Founder & CEO
We worked with a client in the restaurant industry. By all accounts, this was an exemplary company.
They boasted a smart and air-tight strategy, having carved out a niche in the premium-casual dining market. They knew exactly who they were and the game that they played, and they succeeded in cultivating a clientele willing to meet a price-point squarely between McDonalds and the local bistro.
Their leaders were some of the most exceptional we’ve seen. Almost down the line, they were competent, accountable, trustworthy, and highly committed to developing themselves and others.
They also seemed to have an impressive culture that was characterized by an all-hands-on-deck, can-do spirit.
And yet, when they came to us, the company was sputtering, failing to outperform their competitors in the space.
“What’s wrong with what we’re doing?” they asked themselves repeatedly.
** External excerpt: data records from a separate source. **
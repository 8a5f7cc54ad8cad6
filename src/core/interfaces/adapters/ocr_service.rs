use async_trait::async_trait;

use crate::core::errors::OcrExecutionError;
use crate::core::models::{CapturedImage, ExtractionResult, OcrEngineHandle};

#[async_trait]
pub trait OcrService: Send + Sync {
    async fn extract_text_from_image(
        &self,
        engine: &OcrEngineHandle,
        image: &CapturedImage,
    ) -> Result<ExtractionResult, OcrExecutionError>;
}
Yet despite the many actions they took and initiatives they launched, they never seemed to come closer to an answer. The gap persisted.
When we began our work with the company and dug beneath the surface, we found that their culture—the one that had seemed so impressive—was actually at the source of the gap, but in a not-so-obvious way.
Now, there was nothing “wrong” with the culture per se. As it turned out, the can-do ethos had served the company very well until that point. In the early years, a scrappy, go-get-em mentality was necessary for establishing a foothold in the industry, as it often is.
But at some point along the way, the culture was misaligned for what the company needed in its current iteration.
So instead of asking whether the culture was “right” or “wrong,” we had them consider whether the culture was a match for where they wanted to go from here.
From that perspective, the misalignment of their current culture came into focus. You see, that “can-do” spirit often translated into “act first, think later.” As the company expanded, they found themselves perpetually committing to more and more initiatives. They became addicted to action. They took on more than they could handle and soon struggled to move what they started over the finish line.
Once their Achilles heel was uncovered and they were aware of the mis-match, a set of cultural interventions became obvious. One such intervention was guiding them through the painful yet necessary process of paring down all of those actions into a narrower set of priorities. Instead of 10 initiatives within a particular area, they limited themselves to one.
Where they had gotten used to saying “yes,” we forced them say “no,” and save their most powerful “yeses” for the few, most leveraged actions.
Slowly but surely, the culture began to shift—and the results started to come.
What can we learn from this story?
In theory, identifying the source of organizational breakdown isn’t rocket science. In our years of experience, even the cases that seem the most complex typically boil down to either an insufficient strategy, an unsupportive culture, an ill-equipped leadership team, a structure that undermines the direction, or some combination of the above.
And yet, identifying the breakdown is rarely so simple, and one reason is because, on the surface, it can seem like everything is working just fine. As with our client, the strategy, leadership, and culture of the organization may appear to be firing on all cylinders.
From this vignette, however, I am reminded that the question of “what’s wrong” may itself be the wrong question. Rather, we need to be looking for gaps in alignment.
Often the area in which organizational transformation is required is lurking where you least expect it. So instead of asking what’s wrong, try on a more subtle and powerful question: what is no longer a match for where we are, and where we’d like to be?